Items listed in a dataset:
════

//! YAML well-formedness check.
//!
//! Content is parsed into `IgnoredAny`: the full document is consumed so every
//! syntax error surfaces, but nothing is retained.

use serde::de::IgnoredAny;
use serde_saphyr::{DuplicateKeyPolicy, Options};

use crate::error::{FileError, FileErrorKind};

/// Whether `line` is the document marker `marker` (`---` or `...`), possibly
/// followed by inline content or a comment.
fn is_marker(line: &str, marker: &str) -> bool {
    line.strip_prefix(marker)
        .is_some_and(|rest| rest.is_empty() || rest.starts_with([' ', '\t']))
}

/// Count the documents in a stream, including explicit empty ones.
///
/// A column-0 `---` always opens a new document. Any other content opens one
/// only when no document is open (start of stream, or after `...`).
/// Blank lines, comments and directives never open a document.
fn count_documents(content: &str) -> usize {
    let mut documents = 0;
    let mut open = false;

    for line in content.trim_start_matches('\u{feff}').lines() {
        if is_marker(line, "---") {
            documents += 1;
            open = true;
        } else if is_marker(line, "...") {
            open = false;
        } else {
            let trimmed = line.trim();
            let ignorable = trimmed.is_empty()
                || trimmed.starts_with('#')
                || (!open && line.starts_with('%'));
            if !open && !ignorable {
                documents += 1;
                open = true;
            }
        }
    }

    documents
}

/// Check that `content` is a single well-formed YAML document.
///
/// An empty stream (empty file, or only comments) counts as one empty
/// document and is accepted. Repeated mapping keys are accepted; the last
/// value wins.
///
/// # Errors
///
/// Returns a `YamlSyntax` error carrying the parser message if the content is
/// malformed, or if the stream holds more than one document.
pub fn check_yaml_content(content: &str) -> Result<(), FileError> {
    let options = Options {
        duplicate_keys: DuplicateKeyPolicy::LastWins,
        ..Options::default()
    };
    serde_saphyr::from_multiple_with_options::<IgnoredAny>(content, options)
        .map_err(|e| FileError::new(FileErrorKind::YamlSyntax, e.to_string()))?;

    let documents = count_documents(content);
    if documents > 1 {
        return Err(FileError::new(
            FileErrorKind::YamlSyntax,
            format!("expected a single document in the stream, but found {documents}"),
        ));
    }

    Ok(())
}
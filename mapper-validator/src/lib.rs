//! # mapper-validator
//!
//! YAML syntax validator for onboarding command mapper files.
//!
//! Every `.yml` entry directly inside a directory is parsed. Only syntactic
//! well-formedness is checked; parsed content is discarded. A broken file
//! never stops its siblings from being checked.
//!
//! ## Quick Start
//!
//! ```rust,no_run
//! use mapper_validator::{SourceConfig, validate_dir};
//!
//! let config = SourceConfig::for_dir("onboarding_command_mappers");
//! let report = validate_dir(&config).unwrap();
//! println!("Files checked: {}", report.files.len());
//! println!("Files failed: {}", report.failed_count());
//! println!("OK: {}", report.ok);
//! ```

mod config;
mod error;
mod format;
pub mod output;
mod report;
mod strategy;

pub use config::{DEFAULT_EXTENSION, MAPPER_DIR_NAME, SourceConfig};
pub use error::{FileError, FileErrorKind, ValidatorError};
pub use report::{FileOutcome, FileResult, ValidationReport};

use std::path::{Path, PathBuf};

use strategy::fs::{find_files, read_file_bounded};

/// Validate every matching file in `config.dir`.
///
/// Files are processed sequentially in listing order. Per-file failures are
/// recorded in the report and never abort the run.
///
/// # Errors
///
/// Returns an error if the directory does not exist, is not a directory, or
/// cannot be listed. No file is read in that case.
pub fn validate_dir(config: &SourceConfig) -> Result<ValidationReport, ValidatorError> {
    let files = find_files(config)?;
    tracing::info!(
        dir = %config.dir.display(),
        count = files.len(),
        "validating mapper files"
    );

    let results = files
        .into_iter()
        .map(|path| validate_file(path, config.max_file_size))
        .collect();

    Ok(ValidationReport::new(config.dir.clone(), results))
}

/// Validate a single file: bounded read, then YAML parse.
fn validate_file(path: PathBuf, max_file_size: u64) -> FileResult {
    let outcome = match check_file(&path, max_file_size) {
        Ok(()) => FileOutcome::Valid,
        Err(err) => {
            tracing::debug!(path = %path.display(), kind = ?err.kind, "{}", err.message);
            FileOutcome::Invalid(err)
        }
    };

    let name = path
        .file_name()
        .map_or_else(String::new, |n| n.to_string_lossy().into_owned());

    FileResult {
        path,
        name,
        outcome,
    }
}

fn check_file(path: &Path, max_file_size: u64) -> Result<(), FileError> {
    let content = read_file_bounded(path, max_file_size)?;
    format::yaml::check_yaml_content(&content)
}
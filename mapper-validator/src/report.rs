//! Validation report types.

use std::path::PathBuf;

use serde::Serialize;

use crate::error::FileError;

/// Outcome of validating one file.
#[derive(Debug, Clone, Serialize, PartialEq, Eq)]
#[serde(tag = "status", rename_all = "snake_case")]
#[non_exhaustive]
pub enum FileOutcome {
    /// The file parsed as a single YAML document.
    Valid,
    /// The file could not be read or parsed.
    Invalid(FileError),
}

/// Result for a single enumerated file.
#[derive(Debug, Clone, Serialize, PartialEq, Eq)]
#[non_exhaustive]
pub struct FileResult {
    /// Full path of the file.
    pub path: PathBuf,
    /// Base file name, as printed in status lines.
    pub name: String,
    /// Whether the file passed, and why not if it failed.
    pub outcome: FileOutcome,
}

impl FileResult {
    /// Whether the file is well-formed.
    #[must_use]
    pub fn is_valid(&self) -> bool {
        matches!(self.outcome, FileOutcome::Valid)
    }
}

/// Result of a validation run.
///
/// `files` is in directory listing order. Every entry with the target
/// extension appears exactly once.
#[derive(Debug, Clone, Serialize)]
#[non_exhaustive]
pub struct ValidationReport {
    /// Directory that was validated.
    pub dir: PathBuf,
    /// Whether every file is valid. True for an empty run.
    pub ok: bool,
    /// One entry per matching file.
    pub files: Vec<FileResult>,
}

impl ValidationReport {
    /// Build a report, deriving `ok` from the file outcomes.
    #[must_use]
    pub fn new(dir: PathBuf, files: Vec<FileResult>) -> Self {
        let ok = files.iter().all(FileResult::is_valid);
        Self { dir, ok, files }
    }

    /// Number of files that failed.
    #[must_use]
    pub fn failed_count(&self) -> usize {
        self.files.iter().filter(|f| !f.is_valid()).count()
    }
}
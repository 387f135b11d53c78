//! Capture formatted tracing output so tests can assert on log lines.

use std::io;
use std::sync::{Arc, Mutex};

use tracing::subscriber::DefaultGuard;
use tracing_subscriber::fmt::MakeWriter;

#[derive(Debug, Clone, Default)]
pub struct LogCapture {
    buf: Arc<Mutex<Vec<u8>>>,
}

impl LogCapture {
    pub fn new() -> Self {
        Self::default()
    }

    /// Route this thread's events (debug and up) into the capture buffer
    /// until the guard is dropped.
    pub fn set_default(&self) -> DefaultGuard {
        let subscriber = tracing_subscriber::fmt()
            .with_writer(self.clone())
            .with_ansi(false)
            .with_max_level(tracing::Level::DEBUG)
            .finish();
        tracing::subscriber::set_default(subscriber)
    }

    pub fn contents(&self) -> String {
        String::from_utf8_lossy(&self.buf.lock().unwrap()).into_owned()
    }

    pub fn contains(&self, needle: &str) -> bool {
        self.contents().contains(needle)
    }

    /// Captured lines at the given level (`"WARN"`, `"ERROR"`, ...).
    pub fn lines_at(&self, level: &str) -> Vec<String> {
        self.contents()
            .lines()
            .filter(|line| line.split_whitespace().nth(1) == Some(level))
            .map(str::to_string)
            .collect()
    }
}

pub struct CaptureWriter {
    buf: Arc<Mutex<Vec<u8>>>,
}

impl io::Write for CaptureWriter {
    fn write(&mut self, data: &[u8]) -> io::Result<usize> {
        self.buf.lock().unwrap().extend_from_slice(data);
        Ok(data.len())
    }

    fn flush(&mut self) -> io::Result<()> {
        Ok(())
    }
}

impl<'a> MakeWriter<'a> for LogCapture {
    type Writer = CaptureWriter;

    fn make_writer(&'a self) -> Self::Writer {
        CaptureWriter {
            buf: Arc::clone(&self.buf),
        }
    }
}
// src/lib.rs

pub mod cli;
pub mod config;
pub mod discovery;
pub mod engine;
pub mod errors;
pub mod exec;
pub mod fs;
pub mod logging;
pub mod types;

use std::path::{Path, PathBuf};

use anyhow::{Context, Result, bail};
use tokio::sync::mpsc;
use tokio::task::JoinSet;
use tracing::{error, info, warn};

use crate::cli::CliArgs;
use crate::config::{ConfigFile, RawConfigFile, default_config_path, load_from_path};
use crate::discovery::resolve_scripts;
use crate::engine::{
    ControllerOptions, ProcessController, RuntimeCommand, RuntimeOptions, ScriptRuntime,
};
use crate::fs::{FileSystem, RealFileSystem};

pub use engine::ControllerEvent;
pub use errors::{Result as ScriptvisorResult, ScriptvisorError};
pub use types::{ExitInfo, ProcessSignal, ProcessState, StreamKind};

/// High-level entry point used by `main.rs`.
///
/// This wires together:
/// - config loading + CLI overrides
/// - script discovery
/// - one controller/runtime per script
/// - `run_for` deadline and Ctrl-C handling
pub async fn run(args: CliArgs) -> Result<()> {
    let fs = RealFileSystem;
    let cfg = build_config(&fs, &args)?;
    let scripts = collect_scripts(&fs, &cfg, &args.scripts)?;

    if scripts.is_empty() {
        bail!("no scripts to supervise; pass script paths or configure [scripts]");
    }

    if args.dry_run {
        print_dry_run(&cfg, &scripts);
        return Ok(());
    }

    let mut runtimes = JoinSet::new();
    let mut command_txs = Vec::with_capacity(scripts.len());

    for script in scripts {
        let (tx, rx) = mpsc::channel::<RuntimeCommand>(8);
        let controller = build_controller(script, cfg.controller_options().clone());
        let runtime = ScriptRuntime::new(controller, rx, RuntimeOptions::default());
        runtimes.spawn(runtime.run());
        command_txs.push(tx);
    }

    // Ctrl-C → graceful shutdown of every script.
    {
        let txs = command_txs.clone();
        tokio::spawn(async move {
            if let Err(e) = tokio::signal::ctrl_c().await {
                warn!(error = %e, "failed to listen for Ctrl+C");
                return;
            }
            info!("Ctrl+C received; stopping scripts");
            broadcast(&txs, RuntimeCommand::Shutdown).await;
        });
    }

    if let Some(limit) = cfg.run_for() {
        let txs = command_txs.clone();
        tokio::spawn(async move {
            tokio::time::sleep(limit).await;
            info!(?limit, "run_for elapsed; stopping scripts");
            broadcast(&txs, RuntimeCommand::Shutdown).await;
        });
    }

    while let Some(joined) = runtimes.join_next().await {
        match joined {
            Ok(Ok(controller)) => info!(
                script = %controller.path().display(),
                state = %controller.state(),
                "script supervision finished"
            ),
            Ok(Err(e)) => error!(error = %e, "script runtime failed"),
            Err(e) => error!(error = %e, "script runtime task panicked or was cancelled"),
        }
    }

    // Keep the command senders alive until every runtime returned, so a
    // runtime never mistakes a dropped sender for a shutdown request.
    drop(command_txs);
    Ok(())
}

/// Load the config file (explicit `--config`, else `Scriptvisor.toml` if it
/// exists, else defaults) and apply CLI overrides before validating.
fn build_config(fs: &dyn FileSystem, args: &CliArgs) -> Result<ConfigFile> {
    let mut raw = match &args.config {
        Some(path) => load_from_path(path)
            .with_context(|| format!("loading config from {}", path.display()))?,
        None => {
            let default_path = default_config_path();
            if fs.is_file(&default_path) {
                load_from_path(&default_path)
                    .with_context(|| format!("loading config from {}", default_path.display()))?
            } else {
                RawConfigFile::default()
            }
        }
    };

    if let Some(interpreter) = &args.interpreter {
        raw.config.interpreter = interpreter.clone();
    }
    if let Some(grace) = &args.grace_delay {
        raw.config.grace_delay = grace.clone();
    }
    if let Some(run_for) = &args.run_for {
        raw.config.run_for = Some(run_for.clone());
    }

    ConfigFile::try_from(raw).context("validating configuration")
}

/// Scripts from the config plus positional CLI paths. A positional
/// directory is scanned with the configured include/exclude patterns.
fn collect_scripts(fs: &dyn FileSystem, cfg: &ConfigFile, cli_paths: &[PathBuf]) -> Result<Vec<PathBuf>> {
    let mut scripts = resolve_scripts(fs, cfg.scripts())?;

    for path in cli_paths {
        let found = if fs.is_dir(path) {
            let mut section = cfg.scripts().clone();
            section.dir = Some(path.clone());
            section.paths.clear();
            resolve_scripts(fs, &section)?
        } else {
            vec![path.clone()]
        };
        for script in found {
            if !scripts.contains(&script) {
                scripts.push(script);
            }
        }
    }

    Ok(scripts)
}

/// Build a production controller whose output goes to the log.
fn build_controller(script: PathBuf, options: ControllerOptions) -> ProcessController {
    let name = script_name(&script);
    let mut controller = ProcessController::new(script, options);

    let out_name = name.clone();
    controller.on_stdout_line(move |line| {
        info!(target: "script", script = %out_name, "{line}");
    });
    let err_name = name.clone();
    controller.on_stderr_line(move |line| {
        warn!(target: "script", script = %err_name, "{line}");
    });
    controller.on_exit(move |exit| {
        info!(target: "script", script = %name, code = ?exit.code, signal = ?exit.signal, "script finished ({exit})");
    });

    controller
}

fn script_name(path: &Path) -> String {
    path.file_name()
        .map(|n| n.to_string_lossy().into_owned())
        .unwrap_or_else(|| path.display().to_string())
}

async fn broadcast(txs: &[mpsc::Sender<RuntimeCommand>], command: RuntimeCommand) {
    for tx in txs {
        // A runtime that already finished has dropped its receiver.
        let _ = tx.send(command).await;
    }
}

/// Simple dry-run output: print settings and resolved scripts.
fn print_dry_run(cfg: &ConfigFile, scripts: &[PathBuf]) {
    let opts = cfg.controller_options();
    println!("scriptvisor dry-run");
    println!("  config.interpreter = {}", opts.interpreter);
    println!("  config.grace_delay = {:?}", opts.grace_delay);
    println!("  config.drain_timeout = {:?}", opts.drain_timeout);
    println!("  config.stop_signal = {}", opts.stop_signal);
    if let Some(run_for) = cfg.run_for() {
        println!("  config.run_for = {run_for:?}");
    }
    println!();

    println!("scripts ({}):", scripts.len());
    for script in scripts {
        println!("  - {}", script.display());
        println!("      cmd: {} {}", opts.interpreter, script.display());
    }
}
#![allow(dead_code)]

pub use scriptvisor_test_utils::*;

use std::sync::Arc;

use scriptvisor::engine::{ControllerOptions, ProcessController};
use scriptvisor::fs::mock::MockFileSystem;

pub const SCRIPT: &str = "scripts/worker.lua";

/// A controller wired to fakes, with a recorder attached.
pub struct Harness {
    pub controller: ProcessController<FakeSpawner, FakeTimer>,
    pub spawner: FakeSpawner,
    pub timer: FakeTimer,
    pub fs: MockFileSystem,
    pub recorder: Recorder,
}

impl Harness {
    pub fn new() -> Self {
        Self::with_options(ControllerOptions::default())
    }

    pub fn with_options(options: ControllerOptions) -> Self {
        let fs = MockFileSystem::new();
        fs.add_file(SCRIPT, "print('working')");
        let spawner = FakeSpawner::new();
        let timer = FakeTimer::new();
        let recorder = Recorder::new();

        let mut controller = ProcessController::with_backends(
            SCRIPT,
            options,
            spawner.clone(),
            timer.clone(),
            Arc::new(fs.clone()),
        );
        recorder.attach(&mut controller);

        Self {
            controller,
            spawner,
            timer,
            fs,
            recorder,
        }
    }

    /// Another controller sharing this harness' fakes, for a different path.
    pub fn controller_for(&self, path: &str) -> ProcessController<FakeSpawner, FakeTimer> {
        ProcessController::with_backends(
            path,
            ControllerOptions::default(),
            self.spawner.clone(),
            self.timer.clone(),
            Arc::new(self.fs.clone()),
        )
    }
}

/// Yield to other tasks until `cond` holds, failing after 5 seconds.
pub async fn eventually<F: FnMut() -> bool>(mut cond: F) {
    with_timeout(async move {
        while !cond() {
            tokio::task::yield_now().await;
        }
    })
    .await;
}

════

▶ _INSTRUCTIONS FOR THE TASK_
Copy out every line above where "MockFileSystem" is present.

▶ _EXPECTED ANSWER_
use scriptvisor::fs::mock::MockFileSystem;
    pub fs: MockFileSystem,
        let fs = MockFileSystem::new();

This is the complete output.